Dentro daquela lógica de dividir o mundo entre dois tipos de pessoas, as palavras "difíceis" fazem um bom trabalho.
Infelizmente, nos dias que correm, e pelo menos no que a Portugal respeita, a desproporção entre os grupos chegou ao ponto de um deles estar em vias de extinção. Que é como quem diz decesso. Sabia o caro leitor, antes de ler estas linhas, o que quer dizer decesso?
Calculo que não. É uma palavra quase banida do linguajar corrente, apesar de ouvirmos as suas versões francesa e inglesa ("decés" e o verbo "to decease") todos os dias nos filmes. Decesso é a minha "nova palavra", desde que a ouvi, há dias, num debate na RTP-N, dita por um advogado. Foi com um entusiasmo infantil, de criança que aprende a juntar as letras, que a repeti e partilhei com uma série de amigos e colegas. Por acaso no mesmo dia em que constatei que em dezenas de pessoas só três sabiam o que quer dizer esparadrapo (pano com unguento, penso). A maioria retorquia a pergunta: "Es-quê?". Um ou dois nem o significado de "unguento" vislumbravam. O mesmo quanto a tergiversar (hesitar, fugir ao tema), ou estultícia (estupidez).

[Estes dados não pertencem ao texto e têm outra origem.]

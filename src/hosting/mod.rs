//! Image hosting bridge
//!
//! The fulfillment service cannot accept inline image data; every artwork
//! reference it sees must be a publicly fetchable URL. This module uploads
//! locally held bytes to an anonymous image-hosting backend via a multipart
//! request and hands back the resulting HTTPS URL. The URL only needs to
//! outlive the ongoing session; long-term persistence is not promised.

use async_trait::async_trait;
use reqwest::multipart;
use serde::Deserialize;
use std::time::Duration;
use thiserror::Error;
use tracing::{debug, info};
use url::Url;
use uuid::Uuid;

use crate::domain::{ImageAsset, ImageData};

/// Errors raised by the hosting bridge
///
/// Any of these is fatal to a flow that needs a public URL; callers fall
/// back to the simulated track.
#[derive(Error, Debug)]
pub enum HostingError {
    #[error("invalid image data: {0}")]
    InvalidImageData(String),

    #[error("HTTP error: {0}")]
    Http(#[from] reqwest::Error),

    #[error("upload rejected: {status} - {message}")]
    UploadFailed { status: u16, message: String },

    #[error("malformed hosting response: {0}")]
    MalformedResponse(String),
}

/// Converts locally held image data into a fetchable public URL
#[async_trait]
pub trait ImageHost: Send + Sync {
    /// Upload the image and return its public URL
    async fn host_image(&self, image: &ImageData) -> Result<Url, HostingError>;
}

/// Expected body from the hosting backend
#[derive(Debug, Deserialize)]
struct HostResponse {
    url: String,
}

/// HTTP client for the anonymous image-hosting backend
///
/// Stateless beyond the remote upload itself.
pub struct ImgHostClient {
    client: reqwest::Client,
    upload_url: String,
}

impl ImgHostClient {
    pub fn new(upload_url: &str) -> Self {
        let client = reqwest::Client::builder()
            .timeout(Duration::from_secs(30))
            .connect_timeout(Duration::from_secs(10))
            .user_agent("podbridge/1.0")
            .build()
            .expect("Failed to create HTTP client");

        ImgHostClient {
            client,
            upload_url: upload_url.to_string(),
        }
    }

    fn parse_body(body: &str) -> Result<Url, HostingError> {
        let parsed: HostResponse = serde_json::from_str(body)
            .map_err(|e| HostingError::MalformedResponse(format!("{e} - body: {body}")))?;
        Url::parse(&parsed.url)
            .map_err(|e| HostingError::MalformedResponse(format!("bad url '{}': {e}", parsed.url)))
    }
}

#[async_trait]
impl ImageHost for ImgHostClient {
    async fn host_image(&self, image: &ImageData) -> Result<Url, HostingError> {
        let payload = image.payload()?;
        let size = payload.len();

        let part = multipart::Part::bytes(payload)
            .file_name(format!("{}.png", Uuid::new_v4()))
            .mime_str("image/png")
            .map_err(|e| HostingError::InvalidImageData(e.to_string()))?;
        let form = multipart::Form::new().part("image", part);

        debug!(upload_url = %self.upload_url, bytes = size, "Uploading artwork to image host");

        let response = self
            .client
            .post(&self.upload_url)
            .multipart(form)
            .send()
            .await?;

        let status = response.status();
        let body = response.text().await?;
        if !status.is_success() {
            return Err(HostingError::UploadFailed {
                status: status.as_u16(),
                message: body,
            });
        }

        let url = Self::parse_body(&body)?;
        info!(url = %url, "Artwork hosted");
        Ok(url)
    }
}

impl ImageAsset {
    /// Host the artwork if it has not been hosted yet
    ///
    /// Idempotent: a previously obtained URL is reused without a second
    /// upload.
    pub async fn ensure_hosted(&mut self, host: &dyn ImageHost) -> Result<&Url, HostingError> {
        if self.public_url.is_none() {
            let url = host.host_image(&self.data).await?;
            self.public_url = Some(url);
        }
        // Populated just above if it was absent
        Ok(self.public_url.as_ref().unwrap())
    }
}

#[cfg(test)]
mod tests {
    use super::*;
    use std::sync::atomic::{AtomicU32, Ordering};

    #[test]
    fn test_parse_body_accepts_url_member() {
        let url = ImgHostClient::parse_body("{\"url\":\"https://h/x.png\"}").unwrap();
        assert_eq!(url.as_str(), "https://h/x.png");
    }

    #[test]
    fn test_parse_body_rejects_missing_url() {
        assert!(matches!(
            ImgHostClient::parse_body("{\"ok\":true}"),
            Err(HostingError::MalformedResponse(_))
        ));
    }

    #[test]
    fn test_parse_body_rejects_relative_url() {
        assert!(matches!(
            ImgHostClient::parse_body("{\"url\":\"x.png\"}"),
            Err(HostingError::MalformedResponse(_))
        ));
    }

    struct CountingHost {
        uploads: AtomicU32,
    }

    #[async_trait]
    impl ImageHost for CountingHost {
        async fn host_image(&self, _image: &ImageData) -> Result<Url, HostingError> {
            self.uploads.fetch_add(1, Ordering::SeqCst);
            Ok(Url::parse("https://h/x.png").unwrap())
        }
    }

    #[tokio::test]
    async fn test_ensure_hosted_is_idempotent() {
        let host = CountingHost {
            uploads: AtomicU32::new(0),
        };
        let mut asset = ImageAsset::new(ImageData::Bytes(vec![1, 2, 3]));

        let first = asset.ensure_hosted(&host).await.unwrap().clone();
        let second = asset.ensure_hosted(&host).await.unwrap().clone();

        assert_eq!(first, second);
        assert_eq!(host.uploads.load(Ordering::SeqCst), 1);
    }
}
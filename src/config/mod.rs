//! Configuration module for the podbridge service

use config::{Config, ConfigError, Environment, File};
use serde::Deserialize;
use std::path::PathBuf;

/// Main application settings
#[derive(Debug, Clone, Deserialize)]
pub struct Settings {
    pub server: ServerSettings,
    pub fulfillment: FulfillmentSettings,
    pub hosting: HostingSettings,
}

/// HTTP server configuration
#[derive(Debug, Clone, Deserialize)]
pub struct ServerSettings {
    pub host: String,
    pub port: u16,
    pub workers: Option<usize>,
}

/// Fulfillment provider configuration
///
/// The access token stays server-side; it is injected into upstream calls by
/// the proxy layer and never surfaces in any response.
#[derive(Debug, Clone, Deserialize)]
pub struct FulfillmentSettings {
    pub access_token: Option<String>,
    pub base_url: String,
    pub rate_limit_per_minute: u32,
}

/// Image hosting backend configuration
#[derive(Debug, Clone, Deserialize)]
pub struct HostingSettings {
    pub upload_url: String,
}

impl Settings {
    /// Load configuration from files and environment variables
    ///
    /// Configuration priority (highest to lowest):
    /// 1. Environment variables (prefixed with PODBRIDGE_)
    /// 2. config/local.toml (gitignored)
    /// 3. config/default.toml
    /// 4. Built-in defaults
    ///
    /// `PRINTFUL_ACCESS_TOKEN` is honored as a fallback for the fulfillment
    /// credential.
    pub fn load() -> Result<Self, ConfigError> {
        let config_dir = std::env::var("CONFIG_PATH")
            .map(PathBuf::from)
            .unwrap_or_else(|_| PathBuf::from("config"));

        let builder = Config::builder()
            .set_default("server.host", "0.0.0.0")?
            .set_default("server.port", 8080_i64)?
            .set_default("fulfillment.base_url", "https://api.printful.com")?
            .set_default("fulfillment.rate_limit_per_minute", 120_i64)?
            .set_default("hosting.upload_url", "https://images.podbridge.dev/upload")?
            .add_source(File::from(config_dir.join("default.toml")).required(false))
            .add_source(File::from(config_dir.join("local.toml")).required(false))
            .add_source(
                Environment::with_prefix("PODBRIDGE")
                    .separator("__")
                    .try_parsing(true),
            );

        let mut settings: Settings = builder.build()?.try_deserialize()?;

        if settings.fulfillment.access_token.is_none() {
            settings.fulfillment.access_token = std::env::var("PRINTFUL_ACCESS_TOKEN").ok();
        }

        Ok(settings)
    }
}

Ou quanto a uma palavra como transporte também querer dizer êxtase ou entusiasmo.
Isto para concluir o quê? Que há um acervo (grande quantidade) de palavras que nunca são usadas e de significados que se perderam.
Que o arroubo da língua e dos seus infinitos cambiantes gasta os seus últimos prosélitos, cujo culto sincero se confunde cada vez mais com arrogância ou barroquismo. Num país que se diz de poetas, as palavras morrem assim, sem arauto nem enterro, no fundo de um baú onde já ninguém as procura.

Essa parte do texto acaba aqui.